YOUR TASK
Looking at the data that follows, count the lines containing the word "usize" and write down only that count.

GIVEN DATA
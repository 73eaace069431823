//! Audit entry data structures

use chrono::{DateTime, Utc};
use serde::{Deserialize, Serialize};

/// Types of operations that can be audited
#[derive(Debug, Clone, Copy, PartialEq, Eq, Serialize, Deserialize)]
#[serde(rename_all = "lowercase")]
pub enum Operation {
    Create,
    Update,
    Delete,
}

impl std::fmt::Display for Operation {
    fn fmt(&self, f: &mut std::fmt::Formatter<'_>) -> std::fmt::Result {
        match self {
            Operation::Create => write!(f, "CREATE"),
            Operation::Update => write!(f, "UPDATE"),
            Operation::Delete => write!(f, "DELETE"),
        }
    }
}

/// Types of entities that can be audited
#[derive(Debug, Clone, Copy, PartialEq, Eq, Serialize, Deserialize)]
#[serde(rename_all = "snake_case")]
pub enum EntityType {
    Transaction,
    Category,
    FutureExpense,
    FixedExpense,
    Profile,
    Settings,
}

impl std::fmt::Display for EntityType {
    fn fmt(&self, f: &mut std::fmt::Formatter<'_>) -> std::fmt::Result {
        match self {
            EntityType::Transaction => write!(f, "Transaction"),
            EntityType::Category => write!(f, "Category"),
            EntityType::FutureExpense => write!(f, "FutureExpense"),
            EntityType::FixedExpense => write!(f, "FixedExpense"),
            EntityType::Profile => write!(f, "Profile"),
            EntityType::Settings => write!(f, "Settings"),
        }
    }
}

/// A single audit log entry
///
/// `before` is set for updates and deletes, `after` for creates and updates.
#[derive(Debug, Clone, Serialize, Deserialize)]
pub struct AuditEntry {
    pub timestamp: DateTime<Utc>,

    pub operation: Operation,

    pub entity_type: EntityType,

    /// Display ID of the affected entity
    pub entity_id: String,

    /// Human-readable name (expense name, category name, ...)
    #[serde(skip_serializing_if = "Option::is_none")]
    pub entity_name: Option<String>,

    #[serde(skip_serializing_if = "Option::is_none")]
    pub before: Option<serde_json::Value>,

    #[serde(skip_serializing_if = "Option::is_none")]
    pub after: Option<serde_json::Value>,

    /// Short description of what changed
    #[serde(skip_serializing_if = "Option::is_none")]
    pub diff_summary: Option<String>,
}

impl AuditEntry {
    fn record(
        operation: Operation,
        entity_type: EntityType,
        entity_id: String,
        entity_name: Option<String>,
        before: Option<serde_json::Value>,
        after: Option<serde_json::Value>,
        diff_summary: Option<String>,
    ) -> Self {
        Self {
            timestamp: Utc::now(),
            operation,
            entity_type,
            entity_id,
            entity_name,
            before,
            after,
            diff_summary,
        }
    }

    /// Entry for a create operation
    pub fn create<T: Serialize>(
        entity_type: EntityType,
        entity_id: impl Into<String>,
        entity_name: Option<String>,
        entity: &T,
    ) -> Self {
        let snapshot = serde_json::to_value(entity).ok();
        Self::record(Operation::Create, entity_type, entity_id.into(), entity_name, None, snapshot, None)
    }

    /// Entry for an update, with both snapshots
    pub fn update<T: Serialize>(
        entity_type: EntityType,
        entity_id: impl Into<String>,
        entity_name: Option<String>,
        before: &T,
        after: &T,
        diff_summary: Option<String>,
    ) -> Self {
        Self::record(
            Operation::Update,
            entity_type,
            entity_id.into(),
            entity_name,
            serde_json::to_value(before).ok(),
            serde_json::to_value(after).ok(),
            diff_summary,
        )
    }

    /// Entry for a delete; the removed record is kept as `before`
    pub fn delete<T: Serialize>(
        entity_type: EntityType,
        entity_id: impl Into<String>,
        entity_name: Option<String>,
        entity: &T,
    ) -> Self {
        let snapshot = serde_json::to_value(entity).ok();
        Self::record(Operation::Delete, entity_type, entity_id.into(), entity_name, snapshot, None, None)
    }

    /// One line per entry, plus the change summary when there is one
    pub fn format_human_readable(&self) -> String {
        let mut output = format!(
            "[{}] {} {} {}",
            self.timestamp.format("%Y-%m-%d %H:%M:%S UTC"),
            self.operation,
            self.entity_type,
            self.entity_id
        );

        if let Some(name) = &self.entity_name {
            output.push_str(&format!(" ({})", name));
        }

        if let Some(diff) = &self.diff_summary {
            output.push_str(&format!("\n  Changes: {}", diff));
        }

        output
    }
}
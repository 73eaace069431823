//! Layout definitions for the TUI
//!
//! Navigation bar on top, the active view in the middle, status bar at the
//! bottom.

use ratatui::layout::{Constraint, Direction, Layout, Rect};

/// Layout regions for the TUI
pub struct AppLayout {
    /// Navigation bar with the five views
    pub nav: Rect,
    /// Main content area
    pub main: Rect,
    /// Status bar at the bottom
    pub status_bar: Rect,
}

impl AppLayout {
    /// Calculate layout from available area
    pub fn new(area: Rect) -> Self {
        let vertical = Layout::default()
            .direction(Direction::Vertical)
            .constraints([
                Constraint::Length(3), // Navigation
                Constraint::Min(3),    // Main area
                Constraint::Length(1), // Status bar
            ])
            .split(area);

        Self {
            nav: vertical[0],
            main: vertical[1],
            status_bar: vertical[2],
        }
    }
}

/// Split a view into a summary header and a body
pub fn header_and_body(area: Rect, header_height: u16) -> (Rect, Rect) {
    let chunks = Layout::default()
        .direction(Direction::Vertical)
        .constraints([Constraint::Length(header_height), Constraint::Min(3)])
        .split(area);
    (chunks[0], chunks[1])
}

/// Create a centered rect for dialogs
pub fn centered_rect(percent_x: u16, percent_y: u16, r: Rect) -> Rect {
    let popup_layout = Layout::default()
        .direction(Direction::Vertical)
        .constraints([
            Constraint::Percentage((100 - percent_y) / 2),
            Constraint::Percentage(percent_y),
            Constraint::Percentage((100 - percent_y) / 2),
        ])
        .split(r);

    Layout::default()
        .direction(Direction::Horizontal)
        .constraints([
            Constraint::Percentage((100 - percent_x) / 2),
            Constraint::Percentage(percent_x),
            Constraint::Percentage((100 - percent_x) / 2),
        ])
        .split(popup_layout[1])[1]
}

/// Create a fixed-size centered rect for dialogs
pub fn centered_rect_fixed(width: u16, height: u16, r: Rect) -> Rect {
    let x = r.x + (r.width.saturating_sub(width)) / 2;
    let y = r.y + (r.height.saturating_sub(height)) / 2;
    Rect::new(x, y, width.min(r.width), height.min(r.height))
}
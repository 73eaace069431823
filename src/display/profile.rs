//! Budget profile display formatting

use crate::models::BudgetProfile;

/// Format the monthly budget profile
pub fn format_profile(profile: &BudgetProfile, symbol: &str) -> String {
    let mut output = String::new();

    let income = if profile.income_set {
        profile.monthly_income.format_with_symbol(symbol)
    } else {
        "(not set)".to_string()
    };
    let savings = if profile.savings_set {
        profile.monthly_savings.format_with_symbol(symbol)
    } else {
        "(not set)".to_string()
    };

    output.push_str("Monthly Budget\n");
    output.push_str(&format!("  Income:           {}\n", income));
    output.push_str(&format!("  Savings:          {}\n", savings));
    output.push_str(&format!(
        "  Fixed Expenses:   {}\n",
        profile.fixed_total().format_with_symbol(symbol)
    ));

    for expense in &profile.fixed_expenses {
        output.push_str(&format!(
            "    - {:20} {:>12}  {}\n",
            expense.name,
            expense.amount.format_with_symbol(symbol),
            expense.id
        ));
    }

    output.push_str(&format!(
        "  Disposable:       {}\n",
        profile.disposable_monthly().format_with_symbol(symbol)
    ));

    if !profile.is_complete() {
        output.push_str("\nSetup incomplete. Use 'setaside setup' to enter income, fixed expenses and savings.\n");
    }

    output
}
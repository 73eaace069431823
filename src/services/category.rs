//! Category service
//!
//! CRUD for the flat category list. Deleting a category that is still in use
//! is refused unless forced; a forced delete uncategorizes everything that
//! pointed at it.

use std::collections::HashMap;

use crate::audit::EntityType;
use crate::error::{SetAsideError, SetAsideResult};
use crate::models::{Category, CategoryId, EntryKind};
use crate::storage::Storage;

use super::single_match;

/// Service for category management
pub struct CategoryService<'a> {
    storage: &'a Storage,
}

/// How many records refer to a category
#[derive(Debug, Clone, Copy, Default, PartialEq, Eq)]
pub struct CategoryUsage {
    pub transactions: usize,
    pub future_expenses: usize,
}

impl CategoryUsage {
    pub fn is_used(&self) -> bool {
        self.transactions > 0 || self.future_expenses > 0
    }
}

impl<'a> CategoryService<'a> {
    /// Create a new category service
    pub fn new(storage: &'a Storage) -> Self {
        Self { storage }
    }

    /// Create a new category at the end of its kind's list
    pub fn create(&self, name: &str, kind: EntryKind, icon: Option<&str>) -> SetAsideResult<Category> {
        let name = name.trim();

        if self.storage.categories.get_by_name(name)?.is_some() {
            return Err(SetAsideError::Duplicate {
                entity_type: "Category",
                identifier: name.to_string(),
            });
        }

        let sort_order = self.storage.categories.next_sort_order(kind)?;
        let category = Category::with_details(name, kind, icon.unwrap_or("").trim(), sort_order);

        category
            .validate()
            .map_err(|e| SetAsideError::Validation(e.to_string()))?;

        self.storage.categories.upsert(category.clone())?;
        self.storage.categories.save()?;

        self.storage.log_create(
            EntityType::Category,
            category.id.to_string(),
            Some(category.name.clone()),
            &category,
        )?;

        tracing::info!(id = %category.id, name = %category.name, kind = %category.kind, "category created");
        Ok(category)
    }

    /// Get a category by ID
    pub fn get(&self, id: CategoryId) -> SetAsideResult<Option<Category>> {
        self.storage.categories.get(id)
    }

    /// Find a category by name or ID string
    pub fn find(&self, identifier: &str) -> SetAsideResult<Option<Category>> {
        if let Some(category) = self.storage.categories.get_by_name(identifier)? {
            return Ok(Some(category));
        }

        let matches = self.storage.categories.find_by_id_prefix(identifier)?;
        single_match(matches, "category", identifier)
    }

    /// Find a category or fail with a not-found error
    pub fn resolve(&self, identifier: &str) -> SetAsideResult<Category> {
        self.find(identifier)?
            .ok_or_else(|| SetAsideError::category_not_found(identifier))
    }

    /// List categories, optionally only one kind
    pub fn list(&self, kind: Option<EntryKind>) -> SetAsideResult<Vec<Category>> {
        match kind {
            Some(kind) => self.storage.categories.get_by_kind(kind),
            None => self.storage.categories.get_all(),
        }
    }

    /// All categories keyed by ID, for display lookups
    pub fn lookup(&self) -> SetAsideResult<HashMap<CategoryId, Category>> {
        Ok(self
            .storage
            .categories
            .get_all()?
            .into_iter()
            .map(|c| (c.id, c))
            .collect())
    }

    /// Update a category's name and/or icon
    pub fn update(
        &self,
        id: CategoryId,
        name: Option<&str>,
        icon: Option<&str>,
    ) -> SetAsideResult<Category> {
        let mut category = self
            .storage
            .categories
            .get(id)?
            .ok_or_else(|| SetAsideError::category_not_found(id.to_string()))?;

        let before = category.clone();

        if let Some(new_name) = name {
            let new_name = new_name.trim();
            if let Some(existing) = self.storage.categories.get_by_name(new_name)? {
                if existing.id != id {
                    return Err(SetAsideError::Duplicate {
                        entity_type: "Category",
                        identifier: new_name.to_string(),
                    });
                }
            }
            category.name = new_name.to_string();
        }

        if let Some(new_icon) = icon {
            category.icon = new_icon.trim().to_string();
        }

        category.updated_at = chrono::Utc::now();
        category
            .validate()
            .map_err(|e| SetAsideError::Validation(e.to_string()))?;

        self.storage.categories.upsert(category.clone())?;
        self.storage.categories.save()?;

        let mut changes = Vec::new();
        if before.name != category.name {
            changes.push(format!("name: {} -> {}", before.name, category.name));
        }
        if before.icon != category.icon {
            changes.push(format!("icon: '{}' -> '{}'", before.icon, category.icon));
        }

        if !changes.is_empty() {
            self.storage.log_update(
                EntityType::Category,
                category.id.to_string(),
                Some(category.name.clone()),
                &before,
                &category,
                Some(changes.join(", ")),
            )?;
        }

        Ok(category)
    }

    /// Count the records that refer to a category
    pub fn usage(&self, id: CategoryId) -> SetAsideResult<CategoryUsage> {
        Ok(CategoryUsage {
            transactions: self.storage.transactions.get_by_category(id)?.len(),
            future_expenses: self.storage.future_expenses.get_by_category(id)?.len(),
        })
    }

    /// Delete a category
    ///
    /// Refused while transactions or future expenses use it, unless `force`
    /// is set, in which case those records lose their category.
    pub fn delete(&self, id: CategoryId, force: bool) -> SetAsideResult<Category> {
        let category = self
            .storage
            .categories
            .get(id)?
            .ok_or_else(|| SetAsideError::category_not_found(id.to_string()))?;

        let usage = self.usage(id)?;
        if usage.is_used() && !force {
            tracing::warn!(id = %id, ?usage, "refused to delete category in use");
            return Err(SetAsideError::Validation(format!(
                "Cannot delete category '{}': used by {} transactions and {} future expenses. Use --force to uncategorize them.",
                category.name, usage.transactions, usage.future_expenses
            )));
        }

        if usage.transactions > 0 {
            for mut txn in self.storage.transactions.get_by_category(id)? {
                txn.category_id = None;
                txn.updated_at = chrono::Utc::now();
                self.storage.transactions.upsert(txn)?;
            }
            self.storage.transactions.save()?;
        }

        if usage.future_expenses > 0 {
            for mut expense in self.storage.future_expenses.get_by_category(id)? {
                expense.category_id = None;
                expense.updated_at = chrono::Utc::now();
                self.storage.future_expenses.upsert(expense)?;
            }
            self.storage.future_expenses.save()?;
        }

        self.storage.categories.delete(id)?;
        self.storage.categories.save()?;

        self.storage.log_delete(
            EntityType::Category,
            category.id.to_string(),
            Some(category.name.clone()),
            &category,
        )?;

        tracing::info!(id = %id, name = %category.name, ?usage, "category deleted");
        Ok(category)
    }
}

EXPECTED ANSWER
2